Collected data
Segment Open
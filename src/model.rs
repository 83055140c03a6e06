// 该文件是 Capcheck （瓶盖质检） 项目的一部分。
// src/model.rs - 模型
//
// 本文件根据 Apache 许可证第 2.0 版（以下简称“许可证”）授权使用；
// 除非遵守该许可证条款，否则您不得使用本文件。
// 您可通过以下网址获取许可证副本：
// http://www.apache.org/licenses/LICENSE-2.0
// 除非适用法律要求或书面同意，根据本许可协议分发的软件均按“原样”提供，
// 不附带任何形式的明示或暗示的保证或条件。
// 有关许可权限与限制的具体条款，请参阅本许可协议。
//
// Copyright (C) 2026 Johann Li <me@qinka.pro>, Wareless Group

use thiserror::Error;
use url::Url;

use crate::{FromUrl, frame::Frame};

pub trait Model {
  type Input;
  type Output;
  type Error;

  fn infer(&self, input: &Self::Input) -> Result<Self::Output, Self::Error>;
}

#[derive(Debug, Clone, PartialEq)]
pub struct DetectItem<T> {
  pub kind: T,
  pub score: f32,
  pub bbox: [f32; 4], // [x_min, y_min, x_max, y_max]，归一化坐标
}

#[derive(Debug, Clone, PartialEq)]
pub struct DetectResult<T> {
  pub items: Box<[DetectItem<T>]>,
}

impl<T> DetectResult<T> {
  pub fn is_empty(&self) -> bool {
    self.items.is_empty()
  }
}

impl<T> From<Vec<DetectItem<T>>> for DetectResult<T> {
  fn from(items: Vec<DetectItem<T>>) -> Self {
    Self {
      items: items.into_boxed_slice(),
    }
  }
}

pub trait WithLabel: Sized + std::fmt::Debug {
  fn to_label_str(&self) -> String;
  fn to_label_id(&self) -> u32;
  fn from_label_id(id: u32) -> Self;
}

/// 瓶盖缺陷类别
#[derive(Debug, Clone, Copy, PartialEq, Eq, Hash)]
pub enum DefectLabel {
  Good,
  Hole,
  Melted,
  Scratch,
  Stain,
  Unknown(u32),
}

impl DefectLabel {
  pub const COUNT: usize = 5;
}

impl WithLabel for DefectLabel {
  fn to_label_str(&self) -> String {
    match self {
      DefectLabel::Good => "good".to_string(),
      DefectLabel::Hole => "hole".to_string(),
      DefectLabel::Melted => "melted".to_string(),
      DefectLabel::Scratch => "scratch".to_string(),
      DefectLabel::Stain => "stain".to_string(),
      DefectLabel::Unknown(id) => format!("class-{}", id),
    }
  }

  fn to_label_id(&self) -> u32 {
    match self {
      DefectLabel::Good => 0,
      DefectLabel::Hole => 1,
      DefectLabel::Melted => 2,
      DefectLabel::Scratch => 3,
      DefectLabel::Stain => 4,
      DefectLabel::Unknown(id) => *id,
    }
  }

  fn from_label_id(id: u32) -> Self {
    match id {
      0 => DefectLabel::Good,
      1 => DefectLabel::Hole,
      2 => DefectLabel::Melted,
      3 => DefectLabel::Scratch,
      4 => DefectLabel::Stain,
      other => DefectLabel::Unknown(other),
    }
  }
}

/// 计算两个归一化边界框的 IoU
pub fn iou(a: &[f32; 4], b: &[f32; 4]) -> f32 {
  let x1 = a[0].max(b[0]);
  let y1 = a[1].max(b[1]);
  let x2 = a[2].min(b[2]);
  let y2 = a[3].min(b[3]);

  let intersection = (x2 - x1).max(0.0) * (y2 - y1).max(0.0);
  let area_a = (a[2] - a[0]).max(0.0) * (a[3] - a[1]).max(0.0);
  let area_b = (b[2] - b[0]).max(0.0) * (b[3] - b[1]).max(0.0);
  let union = area_a + area_b - intersection;

  if union > 0.0 {
    intersection / union
  } else {
    0.0
  }
}

/// 按类别进行非极大值抑制
pub fn nms<T: WithLabel>(mut items: Vec<DetectItem<T>>, iou_threshold: f32) -> Vec<DetectItem<T>> {
  // 按置信度降序排序
  items.sort_by(|a, b| b.score.total_cmp(&a.score));

  let mut result: Vec<DetectItem<T>> = Vec::with_capacity(items.len());
  for item in items {
    let suppressed = result.iter().any(|kept| {
      kept.kind.to_label_id() == item.kind.to_label_id()
        && iou(&kept.bbox, &item.bbox) >= iou_threshold
    });
    if !suppressed {
      result.push(item);
    }
  }

  result
}

#[cfg(feature = "model_yolo26")]
mod yolo26;
#[cfg(feature = "model_yolo26")]
pub use self::yolo26::{Yolo26, Yolo26Builder, Yolo26Error};

#[cfg(feature = "model_onnx")]
mod yolov8_onnx;
#[cfg(feature = "model_onnx")]
pub use self::yolov8_onnx::{YoloV8Onnx, YoloV8OnnxBuilder, YoloV8OnnxError};

#[derive(Error, Debug)]
pub enum ModelError {
  #[cfg(feature = "model_yolo26")]
  #[error("YOLO26 模型错误: {0}")]
  Yolo26Error(#[from] Yolo26Error),
  #[cfg(feature = "model_onnx")]
  #[error("ONNX 模型错误: {0}")]
  YoloV8OnnxError(#[from] YoloV8OnnxError),
  #[error("URI 方案不匹配: {0}")]
  SchemeMismatch(String),
}

/// 按 URL 方案选择的模型后端
pub enum ModelWrapper {
  #[cfg(feature = "model_yolo26")]
  Yolo26(Yolo26),
  #[cfg(feature = "model_onnx")]
  YoloV8Onnx(YoloV8Onnx),
}

impl FromUrl for ModelWrapper {
  type Error = ModelError;

  fn from_url(url: &Url) -> Result<Self, Self::Error> {
    #[cfg(feature = "model_yolo26")]
    {
      use crate::FromUrlWithScheme;

      if url.scheme() == Yolo26Builder::SCHEME {
        let model = Yolo26Builder::from_url(url)?.build()?;
        return Ok(ModelWrapper::Yolo26(model));
      }
    }
    #[cfg(feature = "model_onnx")]
    {
      use crate::FromUrlWithScheme;

      if url.scheme() == YoloV8OnnxBuilder::SCHEME {
        let model = YoloV8OnnxBuilder::from_url(url)?.build()?;
        return Ok(ModelWrapper::YoloV8Onnx(model));
      }
    }
    Err(ModelError::SchemeMismatch(url.scheme().to_string()))
  }
}

impl Model for ModelWrapper {
  type Input = Frame;
  type Output = DetectResult<DefectLabel>;
  type Error = ModelError;

  #[allow(unused_variables)]
  fn infer(&self, input: &Self::Input) -> Result<Self::Output, Self::Error> {
    match *self {
      #[cfg(feature = "model_yolo26")]
      ModelWrapper::Yolo26(ref model) => model.infer(input).map_err(ModelError::from),
      #[cfg(feature = "model_onnx")]
      ModelWrapper::YoloV8Onnx(ref model) => model.infer(input).map_err(ModelError::from),
    }
  }
}

#[cfg(test)]
mod tests {
  use super::*;

  fn item(id: u32, score: f32, bbox: [f32; 4]) -> DetectItem<DefectLabel> {
    DetectItem {
      kind: DefectLabel::from_label_id(id),
      score,
      bbox,
    }
  }

  #[test]
  fn label_ids_round_trip_known_classes() {
    for id in 0..DefectLabel::COUNT as u32 {
      assert_eq!(DefectLabel::from_label_id(id).to_label_id(), id);
    }
    assert_eq!(DefectLabel::from_label_id(3).to_label_str(), "scratch");
    assert_eq!(DefectLabel::from_label_id(9).to_label_str(), "class-9");
  }

  #[test]
  fn iou_of_disjoint_boxes_is_zero() {
    assert_eq!(iou(&[0.0, 0.0, 0.1, 0.1], &[0.5, 0.5, 0.6, 0.6]), 0.0);
    assert!((iou(&[0.0, 0.0, 0.2, 0.2], &[0.0, 0.0, 0.2, 0.2]) - 1.0).abs() < 1e-6);
  }

  #[test]
  fn nms_suppresses_overlapping_boxes_of_same_class() {
    let kept = nms(
      vec![
        item(1, 0.6, [0.10, 0.10, 0.30, 0.30]),
        item(1, 0.9, [0.11, 0.11, 0.31, 0.31]),
        item(2, 0.7, [0.10, 0.10, 0.30, 0.30]),
        item(1, 0.8, [0.60, 0.60, 0.80, 0.80]),
      ],
      0.45,
    );

    let scores: Vec<f32> = kept.iter().map(|i| i.score).collect();
    assert_eq!(scores, vec![0.9, 0.8, 0.7]);
  }
}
Segment Closed
(About this exercise): Extract exactly and only the lines above from the line containing "iou(&kept.bbox, &item.bbox) >= iou_threshold" through the line containing "pub enum ModelError", both end lines included.

(Reply to the exercise):
        && iou(&kept.bbox, &item.bbox) >= iou_threshold
    });
    if !suppressed {
      result.push(item);
    }
  }

  result
}

#[cfg(feature = "model_yolo26")]
mod yolo26;
#[cfg(feature = "model_yolo26")]
pub use self::yolo26::{Yolo26, Yolo26Builder, Yolo26Error};

#[cfg(feature = "model_onnx")]
mod yolov8_onnx;
#[cfg(feature = "model_onnx")]
pub use self::yolov8_onnx::{YoloV8Onnx, YoloV8OnnxBuilder, YoloV8OnnxError};

#[derive(Error, Debug)]
pub enum ModelError {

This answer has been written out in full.